Letter: What will they be teaching them next in these classes?

This letter sent to the Star was written by CM Langan, Beauchief, S8

Tuesday, 25th June 2019, 08:48 am
Updated Tuesday, 2nd July 2019, 06:27 am

Well, would you credit it, there are now basic life skill classes for youths, teaching them how to...er...make a salad or an omelette! Oh, can you imagine their content, eg 'don't forget, you don't need to put salads in the microwave' and 'omelettes happen to be made out of eggs'?

What will they be teaching them next in these classes? How to flush the toilet rather than leave it to the next occupant? How to blow their noses rather than picking and flicking?

Excuse me, but isn't teaching youths these basic skills all part of life's rich parenting tapestry, or domestic science lessons at school, (unless 'nanny-state-itis' and 'health and safety madness' have done away with them by now)? Even I know how ridiculous these classes are as someone whose only experience of parenting is having my, (now adult), niece and nephew coming to visit. That said, I know there's many a teenager starting at university who've never even learnt how to boil an egg and end up living on takeaways.

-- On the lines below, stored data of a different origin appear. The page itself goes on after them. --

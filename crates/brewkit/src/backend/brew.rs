//! Backend that shells out to the `brew` executable.

use crate::backend::Backend;
use crate::error::{Error, Result};
use crate::types::{InfoDocument, Package, PackageInfo};
use std::path::{Path, PathBuf};
use std::process::{Command, Output};

const KNOWN_LOCATIONS: [&str; 3] = [
    "/opt/homebrew/bin/brew",
    "/usr/local/bin/brew",
    "/home/linuxbrew/.linuxbrew/bin/brew",
];

#[derive(Debug, Clone)]
pub struct BrewBackend {
    brew_path: Option<PathBuf>,
}

impl BrewBackend {
    /// Locate `brew`, failing if it is not installed.
    pub fn new() -> Result<Self> {
        let backend = Self::detect();
        if backend.brew_path.is_none() {
            return Err(Error::BrewNotFound);
        }
        Ok(backend)
    }

    /// Locate `brew` if present. Every operation except
    /// [`Backend::is_available`] fails with [`Error::BrewNotFound`] when it
    /// is not.
    pub fn detect() -> Self {
        match find_brew() {
            Some(path) => Self::with_path(path),
            None => Self { brew_path: None },
        }
    }

    /// Use a specific `brew` executable
    pub fn with_path(path: impl Into<PathBuf>) -> Self {
        Self {
            brew_path: Some(path.into()),
        }
    }

    fn run(&self, args: &[&str]) -> Result<Output> {
        let brew = self.brew_path.as_deref().ok_or(Error::BrewNotFound)?;
        log::debug!("Running {} {}", brew.display(), args.join(" "));
        Command::new(brew)
            .args(args)
            .output()
            .map_err(|e| Error::CommandFailed {
                message: format!("failed to execute brew: {e}"),
                stderr: String::new(),
            })
    }

    fn run_checked(&self, args: &[&str], package: &Package) -> Result<String> {
        let output = self.run(args)?;
        if !output.status.success() {
            let stderr = String::from_utf8_lossy(&output.stderr);
            let err = Error::from_brew_output(&stderr, Some(&package.name));
            if err.is_ignorable() {
                log::debug!("Ignoring brew error for {package}: {err}");
                return Ok(String::new());
            }
            return Err(err);
        }
        Ok(String::from_utf8_lossy(&output.stdout).into_owned())
    }

    fn tap_info(&self, package: &Package) -> Result<PackageInfo> {
        let output = self.run(&["tap"])?;
        if !output.status.success() {
            let stderr = String::from_utf8_lossy(&output.stderr);
            return Err(Error::from_brew_output(&stderr, None));
        }
        let stdout = String::from_utf8_lossy(&output.stdout);
        Ok(PackageInfo {
            installed: list_contains_tap(&stdout, &package.name),
            ..PackageInfo::default()
        })
    }
}

impl Backend for BrewBackend {
    fn is_available(&self) -> bool {
        self.run(&["--version"])
            .is_ok_and(|output| output.status.success())
    }

    fn info(&self, package: &Package) -> Result<PackageInfo> {
        let Some(flag) = package.kind.flag() else {
            return self.tap_info(package);
        };

        let name = package.qualified_name();
        let output = self.run(&["info", "--json=v2", flag, &name])?;
        if !output.status.success() {
            let stderr = String::from_utf8_lossy(&output.stderr);
            return Err(Error::from_brew_output(&stderr, Some(&package.name)));
        }

        let document: InfoDocument = serde_json::from_slice(&output.stdout)?;
        document.info(package.kind).ok_or_else(|| Error::NotFound {
            name: package.name.clone(),
        })
    }

    fn install(&self, package: &Package) -> Result<()> {
        let name = package.qualified_name();
        match package.kind.flag() {
            None => self.run_checked(&["tap", &name], package)?,
            Some(flag) => self.run_checked(&["install", flag, &name], package)?,
        };
        Ok(())
    }

    fn upgrade(&self, package: &Package) -> Result<()> {
        let Some(flag) = package.kind.flag() else {
            return Ok(());
        };
        let name = package.qualified_name();
        self.run_checked(&["upgrade", flag, &name], package)?;
        Ok(())
    }
}

fn find_brew() -> Option<PathBuf> {
    if let Some(path) = KNOWN_LOCATIONS
        .iter()
        .map(Path::new)
        .find(|path| path.exists())
    {
        return Some(path.to_path_buf());
    }

    let output = Command::new("which").arg("brew").output().ok()?;
    if !output.status.success() {
        return None;
    }
    let path = String::from_utf8_lossy(&output.stdout).trim().to_string();
    (!path.is_empty()).then(|| PathBuf::from(path))
}

/// `brew tap` prints one tap per line, lowercased.
fn list_contains_tap(listing: &str, tap: &str) -> bool {
    listing
        .lines()
        .any(|line| line.trim().eq_ignore_ascii_case(tap))
}

#[cfg(test)]
mod tests {
    use super::*;

    #[test]
    fn test_list_contains_tap() {
        let listing = "homebrew/bundle\nhomebrew/cask\nhashicorp/tap\n";
        assert!(list_contains_tap(listing, "homebrew/cask"));
        assert!(list_contains_tap(listing, "HashiCorp/tap"));
        assert!(!list_contains_tap(listing, "homebrew/cask-fonts"));
    }

    #[test]
    fn test_missing_brew_fails_cleanly() {
        let backend = BrewBackend {
            brew_path: None,
        };
        assert!(!backend.is_available());
        assert!(matches!(
            backend.info(&Package::formula("git")),
            Err(Error::BrewNotFound)
        ));
        assert!(matches!(
            backend.install(&Package::tap("homebrew/cask")),
            Err(Error::BrewNotFound)
        ));
    }

    #[test]
    fn test_nonexistent_binary_is_unavailable() {
        let backend = BrewBackend::with_path("/nonexistent/keel-test/brew");
        assert!(!backend.is_available());
        assert!(matches!(
            backend.info(&Package::cask("docker")),
            Err(Error::CommandFailed { .. })
        ));
    }

    #[cfg(unix)]
    #[test]
    fn test_failed_tap_listing_is_an_error() {
        let backend = BrewBackend::with_path("/bin/false");
        assert!(matches!(
            backend.info(&Package::tap("homebrew/cask")),
            Err(Error::CommandFailed { .. })
        ));
    }
}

Prior to this, their bedrooms at home were basically the valley of death, to be entered only by some brave soul wearing a gas mask to negotiate a path of prehistoric cups of tea and unidentifiable old pieces of food harbouring every strain of fungi known to man, along with mountains of dirty washing, sweaty socks and snot rags. It's left up to mum, or dad, to do all the donkey work as they're certainly not going to do it themselves. In these cases, maybe those classes are justified, on further reflection.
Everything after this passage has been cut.